GBC incurred no significant restructuring charges during the third quarter of either 2004 or 2003. During the third quarter of 2004, GBC recorded $0.8 million of other charges related to a realignment of senior management in the Commercial and Consumer Group. No other charges were recorded in 2003.

Interest Expense

Interest expense decreased by $0.9 million to $6.7 million in the third quarter of 2004 compared to 2003, as a result of lower average outstanding borrowings.

Other Income and Expense

GBC recognized other income of $1.1 million in the third quarter of 2004. The 2004 income was primarily due to the sale of a closed manufacturing facility.

Income Taxes

In the third quarter of 2004, GBC's income tax expense was $2.8 million on pre-tax income of $8.0 million, yielding an effective income tax rate of 35.4%. In 2003, GBC recorded income tax expense of $2.6 million on pre-tax income of $7.5 million yielding an effective rate of 34.7%. The Company's effective income tax rate was favorably impacted in 2004 as a result of the reversal of the valuation allowance for net deferred tax assets in Australia of $1.3 million.

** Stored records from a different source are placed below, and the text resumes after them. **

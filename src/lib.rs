pub mod analyzers;
pub mod charts;
pub mod config;
pub mod loader;
pub mod logging;
pub mod output;
pub mod records;
pub mod report;
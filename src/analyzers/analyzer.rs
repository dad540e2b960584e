use crate::analyzers::aggregate::{
    TREND_WINDOW, box_summary, column_summary, group_means, group_values, moving_average,
};
use crate::analyzers::insights::{
    hour_insights, month_insights, temperature_insights, weather_insights,
};
use crate::analyzers::quartile::{QUARTILE_LABELS, QuartileBins};
use crate::analyzers::regression::LinearFit;
use crate::analyzers::types::{BoxSummary, DatasetSummary, DerivedDay, GroupMean, Insight};
use crate::analyzers::utility::correlation;
use crate::records::{DailyRecord, HourlyRecord, season_label};
use anyhow::{Result, anyhow};
use serde::Serialize;
use tracing::{debug, info};

/// Everything the dashboard shows, computed from the two datasets.
#[derive(Debug, Serialize)]
pub struct Analysis {
    pub daily_summary: DatasetSummary,
    pub hourly_summary: DatasetSummary,
    pub fit: LinearFit,
    pub correlation: Option<f64>,
    pub quartile_edges: [f64; 5],
    pub by_month: Vec<GroupMean<u8>>,
    pub by_hour: Vec<GroupMean<u8>>,
    pub by_weather: Vec<GroupMean<u8>>,
    pub by_season_mean: Vec<GroupMean<u8>>,
    pub by_season: Vec<BoxSummary>,
    pub by_temperature: Vec<BoxSummary>,
    pub insights: Vec<Insight>,
    #[serde(skip)]
    pub derived: Vec<DerivedDay>,
}

/// Runs every aggregation and the temperature regression.
///
/// Daily rows are expected in date order; the moving average follows row
/// order as loaded.
#[tracing::instrument(skip_all, fields(days = daily.len(), hours = hourly.len()))]
pub fn analyze(daily: &[DailyRecord], hourly: &[HourlyRecord]) -> Result<Analysis> {
    let cnt: Vec<f64> = daily.iter().map(|d| f64::from(d.cnt)).collect();
    let temp: Vec<f64> = daily.iter().map(|d| d.temp).collect();

    let trend = moving_average(&cnt, TREND_WINDOW);

    let fit = LinearFit::fit(&temp, &cnt)?;
    let r = correlation(&temp, &cnt);
    info!(
        intercept = fit.intercept,
        slope = fit.slope,
        r_squared = fit.r_squared,
        "Fitted rentals ~ temperature"
    );

    let bins = QuartileBins::fit(&temp)?;
    debug!(edges = ?bins.edges, "Temperature quartile edges");

    let categories: Vec<usize> = daily
        .iter()
        .map(|d| {
            bins.index(d.temp).ok_or_else(|| {
                anyhow!("temperature {} of {} falls outside every quartile", d.temp, d.dteday)
            })
        })
        .collect::<Result<_>>()?;

    let predicted = fit.predict_all(&temp);
    let derived: Vec<DerivedDay> = daily
        .iter()
        .zip(trend.iter().zip(&predicted))
        .zip(&categories)
        .map(|((day, (avg, pred)), idx)| DerivedDay {
            date: day.dteday,
            temp: day.temp,
            temp_celsius: day.temp_celsius(),
            cnt: day.cnt,
            cnt_moving_avg: *avg,
            predicted_cnt: *pred,
            temp_category: QUARTILE_LABELS[*idx].to_string(),
        })
        .collect();

    let by_month = group_means(hourly, |h| h.mnth);
    let by_hour = group_means(hourly, |h| h.hr);
    let by_weather = group_means(hourly, |h| h.weathersit);
    let by_season_mean = group_means(daily, |d| d.season);

    let by_season: Vec<BoxSummary> = group_values(daily, |d| d.season, |d| f64::from(d.cnt))
        .iter()
        .filter_map(|(code, values)| box_summary(&season_label(*code), values))
        .collect();

    let categorized: Vec<(usize, f64)> = categories
        .iter()
        .zip(daily)
        .map(|(idx, d)| (*idx, f64::from(d.cnt)))
        .collect();
    let by_temperature: Vec<BoxSummary> = group_values(&categorized, |c| c.0, |c| c.1)
        .iter()
        .filter_map(|(idx, values)| box_summary(QUARTILE_LABELS[*idx], values))
        .collect();

    let mut insights = month_insights(&by_month, &by_season);
    insights.extend(hour_insights(&by_hour));
    insights.extend(temperature_insights(&fit, r));
    insights.extend(weather_insights(&by_weather));

    Ok(Analysis {
        daily_summary: summarize_daily(daily),
        hourly_summary: summarize_hourly(hourly),
        fit,
        correlation: r,
        quartile_edges: bins.edges,
        by_month,
        by_hour,
        by_weather,
        by_season_mean,
        by_season,
        by_temperature,
        insights,
        derived,
    })
}

fn column<R>(rows: &[R], f: impl Fn(&R) -> f64) -> Vec<f64> {
    rows.iter().map(f).collect()
}

pub fn summarize_daily(rows: &[DailyRecord]) -> DatasetSummary {
    DatasetSummary {
        name: "Daily".to_string(),
        rows: rows.len(),
        first_date: rows.iter().map(|r| r.dteday).min(),
        last_date: rows.iter().map(|r| r.dteday).max(),
        columns: vec![
            column_summary("temp", &column(rows, |r| r.temp)),
            column_summary("hum", &column(rows, |r| r.hum)),
            column_summary("windspeed", &column(rows, |r| r.windspeed)),
            column_summary("casual", &column(rows, |r| f64::from(r.casual))),
            column_summary("registered", &column(rows, |r| f64::from(r.registered))),
            column_summary("cnt", &column(rows, |r| f64::from(r.cnt))),
        ],
    }
}

pub fn summarize_hourly(rows: &[HourlyRecord]) -> DatasetSummary {
    DatasetSummary {
        name: "Hourly".to_string(),
        rows: rows.len(),
        first_date: rows.iter().map(|r| r.dteday).min(),
        last_date: rows.iter().map(|r| r.dteday).max(),
        columns: vec![
            column_summary("temp", &column(rows, |r| r.temp)),
            column_summary("hum", &column(rows, |r| r.hum)),
            column_summary("windspeed", &column(rows, |r| r.windspeed)),
            column_summary("casual", &column(rows, |r| f64::from(r.casual))),
            column_summary("registered", &column(rows, |r| f64::from(r.registered))),
            column_summary("cnt", &column(rows, |r| f64::from(r.cnt))),
        ],
    }
}

#[cfg(test)]
mod tests {
    use super::*;
    use chrono::{Duration, NaiveDate};

    fn day(i: i64, season: u8, temp: f64, casual: u32, registered: u32) -> DailyRecord {
        let start = NaiveDate::from_ymd_opt(2011, 1, 1).unwrap();
        DailyRecord {
            instant: i as u32 + 1,
            dteday: start + Duration::days(i),
            season,
            yr: 0,
            mnth: 1,
            holiday: 0,
            weekday: 0,
            workingday: 1,
            weathersit: 1,
            temp,
            atemp: temp,
            hum: 0.5,
            windspeed: 0.1,
            casual,
            registered,
            cnt: casual + registered,
        }
    }

    fn hour(hr: u8, mnth: u8, weathersit: u8, casual: u32, registered: u32) -> HourlyRecord {
        HourlyRecord {
            instant: 1,
            dteday: NaiveDate::from_ymd_opt(2011, mnth as u32, 1).unwrap(),
            season: 1,
            yr: 0,
            mnth,
            hr,
            holiday: 0,
            weekday: 0,
            workingday: 1,
            weathersit,
            temp: 0.3,
            atemp: 0.3,
            hum: 0.5,
            windspeed: 0.1,
            casual,
            registered,
            cnt: casual + registered,
        }
    }

    fn sample() -> (Vec<DailyRecord>, Vec<HourlyRecord>) {
        let daily: Vec<DailyRecord> = (0..20)
            .map(|i| {
                let temp = 0.1 + 0.04 * i as f64;
                let season = (i / 5) as u8 + 1;
                day(i, season, temp, 100 + 10 * i as u32, 1000 + 200 * i as u32)
            })
            .collect();
        let hourly = vec![
            hour(0, 1, 1, 2, 10),
            hour(8, 1, 2, 20, 200),
            hour(17, 6, 1, 60, 400),
            hour(17, 6, 3, 10, 40),
        ];
        (daily, hourly)
    }

    #[test]
    fn test_analyze_sample() {
        let (daily, hourly) = sample();
        let analysis = analyze(&daily, &hourly).unwrap();

        assert_eq!(analysis.derived.len(), 20);
        assert!(analysis.derived[..3].iter().all(|d| d.cnt_moving_avg.is_none()));
        assert!(analysis.derived[17..].iter().all(|d| d.cnt_moving_avg.is_none()));
        assert!(analysis.derived[3].cnt_moving_avg.is_some());

        assert!(analysis.fit.slope > 0.0);
        assert!(analysis.correlation.unwrap() > 0.99);

        assert_eq!(analysis.by_month.len(), 2);
        assert_eq!(analysis.by_hour.len(), 3);
        assert_eq!(analysis.by_weather.len(), 3);
        assert_eq!(analysis.by_season_mean.len(), 4);
        assert_eq!(analysis.by_season_mean[0].key, 1);
        assert_eq!(analysis.by_season_mean[0].rows, 5);
        assert_eq!(analysis.by_season.len(), 4);
        assert_eq!(analysis.by_season[0].label, "Spring");
        assert_eq!(analysis.by_temperature.len(), 4);
        assert_eq!(analysis.by_temperature[0].label, "Low");
        assert_eq!(analysis.by_temperature[3].label, "Very High");
        assert!(!analysis.insights.is_empty());
    }

    #[test]
    fn test_temperature_categories_cover_every_day() {
        let (daily, hourly) = sample();
        let analysis = analyze(&daily, &hourly).unwrap();

        let total: usize = analysis.by_temperature.iter().map(|b| b.count).sum();
        assert_eq!(total, daily.len());
        for b in &analysis.by_temperature {
            assert!((4..=6).contains(&b.count));
        }
    }

    #[test]
    fn test_predicted_matches_fit() {
        let (daily, hourly) = sample();
        let analysis = analyze(&daily, &hourly).unwrap();

        for d in &analysis.derived {
            let expected = analysis.fit.intercept + analysis.fit.slope * d.temp;
            assert!((d.predicted_cnt - expected).abs() < 1e-9);
        }
    }

    #[test]
    fn test_constant_temperature_fails() {
        let daily: Vec<DailyRecord> = (0..5).map(|i| day(i, 1, 0.5, 10, 20)).collect();
        assert!(analyze(&daily, &[]).is_err());
    }

    #[test]
    fn test_nan_temperature_fails() {
        let (mut daily, hourly) = sample();
        daily[4].temp = f64::NAN;
        assert!(analyze(&daily, &hourly).is_err());
    }

    #[test]
    fn test_summaries() {
        let (daily, hourly) = sample();
        let summary = summarize_daily(&daily);

        assert_eq!(summary.rows, 20);
        assert_eq!(summary.first_date, NaiveDate::from_ymd_opt(2011, 1, 1));
        assert_eq!(summary.last_date, NaiveDate::from_ymd_opt(2011, 1, 20));
        assert_eq!(summary.columns.len(), 6);
        assert_eq!(summarize_hourly(&hourly).rows, 4);
    }
}
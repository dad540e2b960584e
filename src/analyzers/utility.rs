/// Computes the arithmetic mean of a slice of values. Returns 0.0 for empty input.
pub fn mean(values: &[f64]) -> f64 {
    if values.is_empty() {
        return 0.0;
    }
    values.iter().sum::<f64>() / values.len() as f64
}

/// Sample standard deviation (n - 1 denominator). Returns 0.0 below two values.
pub fn sample_stddev(values: &[f64], mean: f64) -> f64 {
    if values.len() < 2 {
        return 0.0;
    }
    let variance =
        values.iter().map(|v| (v - mean).powi(2)).sum::<f64>() / (values.len() - 1) as f64;

    variance.sqrt()
}

/// Quantile `q` (0.0–1.0) of an ascending-sorted slice, linearly
/// interpolating between the two nearest ranks.
pub fn quantile_sorted(sorted: &[f64], q: f64) -> Option<f64> {
    if sorted.is_empty() {
        return None;
    }
    let pos = q.clamp(0.0, 1.0) * (sorted.len() - 1) as f64;
    let lower = pos.floor() as usize;
    let upper = pos.ceil() as usize;
    let frac = pos - lower as f64;

    Some(sorted[lower] + (sorted[upper] - sorted[lower]) * frac)
}

/// Returns an ascending copy of `values`. NaNs sort last.
pub fn sorted(values: &[f64]) -> Vec<f64> {
    let mut out = values.to_vec();
    out.sort_by(|a, b| a.total_cmp(b));
    out
}

/// Pearson correlation coefficient. `None` when either side has no variance
/// or the inputs differ in length.
pub fn correlation(x: &[f64], y: &[f64]) -> Option<f64> {
    if x.len() != y.len() || x.len() < 2 {
        return None;
    }
    let mx = mean(x);
    let my = mean(y);

    let mut sxy = 0.0;
    let mut sxx = 0.0;
    let mut syy = 0.0;
    for (a, b) in x.iter().zip(y) {
        sxy += (a - mx) * (b - my);
        sxx += (a - mx).powi(2);
        syy += (b - my).powi(2);
    }

    if sxx == 0.0 || syy == 0.0 {
        return None;
    }
    Some(sxy / (sxx.sqrt() * syy.sqrt()))
}
//! Data types produced by the analysis pipeline.

use chrono::NaiveDate;
use serde::Serialize;

/// Mean rental counts for every row sharing one grouping key.
#[derive(Debug, Clone, PartialEq, Serialize)]
pub struct GroupMean<K> {
    pub key: K,
    pub rows: usize,
    pub casual: f64,
    pub registered: f64,
    pub total: f64,
}

/// Box-plot summary of one group of observations.
///
/// Whiskers reach the most extreme observations within 1.5 × IQR of the
/// box; everything beyond is listed in `outliers`.
#[derive(Debug, Clone, PartialEq, Serialize)]
pub struct BoxSummary {
    pub label: String,
    pub count: usize,
    pub min: f64,
    pub q1: f64,
    pub median: f64,
    pub q3: f64,
    pub max: f64,
    pub lower_whisker: f64,
    pub upper_whisker: f64,
    pub outliers: Vec<f64>,
}

/// `describe()`-style statistics of one numeric column.
#[derive(Debug, Clone, PartialEq, Serialize)]
pub struct ColumnSummary {
    pub column: String,
    pub count: usize,
    pub mean: f64,
    pub std: f64,
    pub min: f64,
    pub p25: f64,
    pub p50: f64,
    pub p75: f64,
    pub max: f64,
}

/// Overview of a loaded dataset.
#[derive(Debug, Clone, Serialize)]
pub struct DatasetSummary {
    pub name: String,
    pub rows: usize,
    pub first_date: Option<NaiveDate>,
    pub last_date: Option<NaiveDate>,
    pub columns: Vec<ColumnSummary>,
}

/// Daily values computed by the pipeline, one per input day.
#[derive(Debug, Clone, Serialize)]
pub struct DerivedDay {
    pub date: NaiveDate,
    pub temp: f64,
    pub temp_celsius: f64,
    pub cnt: u32,
    pub cnt_moving_avg: Option<f64>,
    pub predicted_cnt: f64,
    pub temp_category: String,
}

/// Topic tabs of the dashboard, in display order.
#[derive(Debug, Clone, Copy, PartialEq, Eq, Serialize)]
#[serde(rename_all = "snake_case")]
pub enum Tab {
    MonthsAndSeason,
    TimeOfDay,
    Temperature,
    Weather,
}

impl Tab {
    pub const ALL: [Tab; 4] = [
        Tab::MonthsAndSeason,
        Tab::TimeOfDay,
        Tab::Temperature,
        Tab::Weather,
    ];

    pub fn title(self) -> &'static str {
        match self {
            Tab::MonthsAndSeason => "Months & Season",
            Tab::TimeOfDay => "Time of the Day",
            Tab::Temperature => "Temperature",
            Tab::Weather => "Weather",
        }
    }

    /// Stable identifier used for HTML ids.
    pub fn slug(self) -> &'static str {
        match self {
            Tab::MonthsAndSeason => "months-season",
            Tab::TimeOfDay => "time-of-day",
            Tab::Temperature => "temperature",
            Tab::Weather => "weather",
        }
    }
}

/// One finding shown under a dashboard tab.
#[derive(Debug, Clone, PartialEq, Serialize)]
pub struct Insight {
    pub tab: Tab,
    pub text: String,
}
use crate::analyzers::types::{BoxSummary, ColumnSummary, GroupMean};
use crate::analyzers::utility::{mean, quantile_sorted, sample_stddev, sorted};
use crate::records::RentalCounts;
use std::collections::BTreeMap;

/// Window used for the daily rentals trend line.
pub const TREND_WINDOW: usize = 7;

/// Centered rolling mean over `window` samples.
///
/// Positions without a full window on both sides are `None`. For an even
/// window the extra sample is taken from the left, so the window covers
/// `i - window/2 ..= i + window/2 - 1`.
pub fn moving_average(values: &[f64], window: usize) -> Vec<Option<f64>> {
    let n = values.len();
    if window == 0 {
        return vec![None; n];
    }

    let right = (window - 1) / 2;
    let left = window - 1 - right;

    (0..n)
        .map(|i| {
            if i < left || i + right >= n {
                return None;
            }
            Some(mean(&values[i - left..=i + right]))
        })
        .collect()
}

/// Groups `rows` by `key` and averages casual, registered and total counts.
///
/// Returns one entry per distinct key, ordered by key.
pub fn group_means<R, K, F>(rows: &[R], key: F) -> Vec<GroupMean<K>>
where
    R: RentalCounts,
    K: Ord + Clone,
    F: Fn(&R) -> K,
{
    // (rows, casual, registered, total)
    let mut sums: BTreeMap<K, (usize, u64, u64, u64)> = BTreeMap::new();

    for row in rows {
        let entry = sums.entry(key(row)).or_insert((0, 0, 0, 0));
        entry.0 += 1;
        entry.1 += u64::from(row.casual());
        entry.2 += u64::from(row.registered());
        entry.3 += u64::from(row.total());
    }

    sums.into_iter()
        .map(|(key, (count, casual, registered, total))| {
            let n = count as f64;
            GroupMean {
                key,
                rows: count,
                casual: casual as f64 / n,
                registered: registered as f64 / n,
                total: total as f64 / n,
            }
        })
        .collect()
}

/// Collects `value` per key, preserving key order. Used to feed box plots.
pub fn group_values<R, K, F, V>(rows: &[R], key: F, value: V) -> BTreeMap<K, Vec<f64>>
where
    K: Ord,
    F: Fn(&R) -> K,
    V: Fn(&R) -> f64,
{
    let mut groups: BTreeMap<K, Vec<f64>> = BTreeMap::new();
    for row in rows {
        groups.entry(key(row)).or_default().push(value(row));
    }
    groups
}

/// Box-plot statistics for one group. `None` for an empty group.
pub fn box_summary(label: &str, values: &[f64]) -> Option<BoxSummary> {
    let data = sorted(values);
    let q1 = quantile_sorted(&data, 0.25)?;
    let median = quantile_sorted(&data, 0.5)?;
    let q3 = quantile_sorted(&data, 0.75)?;

    let iqr = q3 - q1;
    let low_fence = q1 - 1.5 * iqr;
    let high_fence = q3 + 1.5 * iqr;

    let inside: Vec<f64> = data
        .iter()
        .copied()
        .filter(|v| *v >= low_fence && *v <= high_fence)
        .collect();
    let outliers: Vec<f64> = data
        .iter()
        .copied()
        .filter(|v| *v < low_fence || *v > high_fence)
        .collect();

    Some(BoxSummary {
        label: label.to_string(),
        count: data.len(),
        min: data[0],
        q1,
        median,
        q3,
        max: data[data.len() - 1],
        lower_whisker: inside.first().copied().unwrap_or(q1),
        upper_whisker: inside.last().copied().unwrap_or(q3),
        outliers,
    })
}

/// Count, mean, sample std, min, quartiles and max of a column.
pub fn column_summary(column: &str, values: &[f64]) -> ColumnSummary {
    let data = sorted(values);
    let m = mean(&data);
    let q = |p: f64| quantile_sorted(&data, p).unwrap_or(0.0);

    ColumnSummary {
        column: column.to_string(),
        count: data.len(),
        mean: m,
        std: sample_stddev(&data, m),
        min: q(0.0),
        p25: q(0.25),
        p50: q(0.5),
        p75: q(0.75),
        max: q(1.0),
    }
}
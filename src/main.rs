//! CLI entry point for the bike sharing dashboard.
//!
//! Provides subcommands for rendering the HTML dashboard, logging summary
//! tables, and exporting the derived daily data.

use anyhow::Result;
use bike_dashboard::analyzers::analyzer::{Analysis, analyze};
use bike_dashboard::charts::render_charts;
use bike_dashboard::config::Config;
use bike_dashboard::loader::{load_daily, load_hourly};
use bike_dashboard::output::{log_summary, write_dashboard, write_export};
use bike_dashboard::records::{DailyRecord, HourlyRecord};
use bike_dashboard::{logging, report};
use clap::{Args, Parser, Subcommand};
use std::path::PathBuf;
use tracing::info;

#[derive(Parser)]
#[command(name = "bike_dashboard")]
#[command(about = "Analytics dashboard for daily and hourly bike rentals", long_about = None)]
struct Cli {
    #[command(subcommand)]
    command: Commands,
}

#[derive(Args)]
struct Inputs {
    /// Daily records CSV (overrides BIKE_DAY_CSV)
    #[arg(long, value_name = "PATH")]
    day: Option<PathBuf>,

    /// Hourly records CSV (overrides BIKE_HOUR_CSV)
    #[arg(long, value_name = "PATH")]
    hour: Option<PathBuf>,
}

#[derive(Subcommand)]
enum Commands {
    /// Render the HTML dashboard and its SVG charts
    Render {
        #[command(flatten)]
        inputs: Inputs,

        /// Output directory (overrides DASHBOARD_OUT_DIR)
        #[arg(short, long)]
        out: Option<PathBuf>,

        /// Rows of each dataset shown in the preview tables
        #[arg(long)]
        preview_rows: Option<usize>,
    },
    /// Log descriptive statistics, group means and the temperature fit
    Summary {
        #[command(flatten)]
        inputs: Inputs,
    },
    /// Write the derived daily table as CSV and the analysis as JSON
    Export {
        #[command(flatten)]
        inputs: Inputs,

        /// Output directory (overrides DASHBOARD_OUT_DIR)
        #[arg(short, long)]
        out: Option<PathBuf>,
    },
}

fn main() -> Result<()> {
    dotenvy::dotenv().ok(); // Load .env file

    let env_config = Config::from_env();
    let _log_guard = logging::init(&env_config.log_file);

    let cli = Cli::parse();

    match cli.command {
        Commands::Render {
            inputs,
            out,
            preview_rows,
        } => {
            let config = env_config.with_overrides(inputs.day, inputs.hour, out, preview_rows);
            let (daily, hourly, analysis) = load_and_analyze(&config)?;

            let charts = render_charts(&analysis)?;
            let html =
                report::build_dashboard(&analysis, &charts, &daily, &hourly, config.preview_rows)?;
            let path = write_dashboard(&config.out_dir, &html, &charts)?;

            info!(path = %path.display(), "Open the dashboard in a browser");
        }
        Commands::Summary { inputs } => {
            let config = env_config.with_overrides(inputs.day, inputs.hour, None, None);
            let (_, _, analysis) = load_and_analyze(&config)?;

            log_summary(&analysis.daily_summary);
            log_summary(&analysis.hourly_summary);

            for g in &analysis.by_month {
                info!(
                    month = g.key,
                    rows = g.rows,
                    casual = g.casual,
                    registered = g.registered,
                    total = g.total,
                    "Mean by month"
                );
            }
            for g in &analysis.by_hour {
                info!(
                    hour = g.key,
                    rows = g.rows,
                    casual = g.casual,
                    registered = g.registered,
                    total = g.total,
                    "Mean by hour"
                );
            }
            for g in &analysis.by_weather {
                info!(
                    weathersit = g.key,
                    rows = g.rows,
                    casual = g.casual,
                    registered = g.registered,
                    total = g.total,
                    "Mean by weather"
                );
            }
            for g in &analysis.by_season_mean {
                info!(
                    season = g.key,
                    rows = g.rows,
                    casual = g.casual,
                    registered = g.registered,
                    total = g.total,
                    "Mean by season"
                );
            }
            for b in analysis.by_season.iter().chain(&analysis.by_temperature) {
                info!(
                    group = %b.label,
                    count = b.count,
                    q1 = b.q1,
                    median = b.median,
                    q3 = b.q3,
                    outliers = b.outliers.len(),
                    "Distribution"
                );
            }
            for insight in &analysis.insights {
                info!(tab = insight.tab.title(), "{}", insight.text);
            }
        }
        Commands::Export { inputs, out } => {
            let config = env_config.with_overrides(inputs.day, inputs.hour, out, None);
            let (_, _, analysis) = load_and_analyze(&config)?;

            write_export(&config.out_dir, &analysis)?;
        }
    }

    Ok(())
}

/// Loads both datasets and runs the analysis pipeline.
fn load_and_analyze(config: &Config) -> Result<(Vec<DailyRecord>, Vec<HourlyRecord>, Analysis)> {
    let daily = load_daily(&config.day_csv)?;
    let hourly = load_hourly(&config.hour_csv)?;
    info!(days = daily.len(), hours = hourly.len(), "Datasets loaded");

    let analysis = analyze(&daily, &hourly)?;
    Ok((daily, hourly, analysis))
}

In 2003, the third quarter effective tax rate was lower than the U.S. statutory rate because of a change in the estimate of the Company's expected earnings for the year.

Net Income (Loss)

GBC had net income of $5.2 million in the third quarter of 2004 ($0.31 per share diluted), compared to net income of $4.9 million in the third quarter of 2003 ($0.30 per share diluted).

24

Nine Months Ended September 30, 2004 compared to Nine Months September 30, 2003

Sales

GBC's net sales for the first nine months of 2004 increased 1.1% to $521 million compared to the first nine months of 2003. The Company's net sales were favorably impacted by a weaker U.S. dollar in 2004 compared to 2003. The effect of foreign exchange rates benefited sales by approximately 3.5% in 2004 compared to 2003. Net sales by business segment are summarized below (000 omitted):

 

Nine months ended September 30,

 

      2004      

       2003      

Commercial and Consumer Group

$ 328,336        

$ 339,855        

Industrial and Print Finishing Group

114,976        

102,091        

Europe Group

    77,842        

    73,731        

    Net Sales

$ 521,154        
=======       

$ 515,677        
=======       

The Commercial and Consumer Group's sales decreased $11.5 million or 3.4% for the first nine months of 2004 when compared to 2003. Factors negatively affecting the Group's 2004 results include: a) competitive pricing pressure in the Group's office products business; b) lower direct sales due to lower than expected sales representative head count; and c) a decision to no longer offer certain private label three-ring binder products. Sales for the Industrial and Print Finishing Group increased $12.9 million or 12.6%, primarily due to increased sales in the European commercial films and digital print finishing businesses. Sales in the Europe Group increased by $4.1 million or 5.6%. The effect of foreign exchange rates benefited sales in Europe by approximately 10.5%. Sales in local currency were negatively impacted by reduced sales of lamination products to certain customers and a highly competitive pricing environment for certain supply items.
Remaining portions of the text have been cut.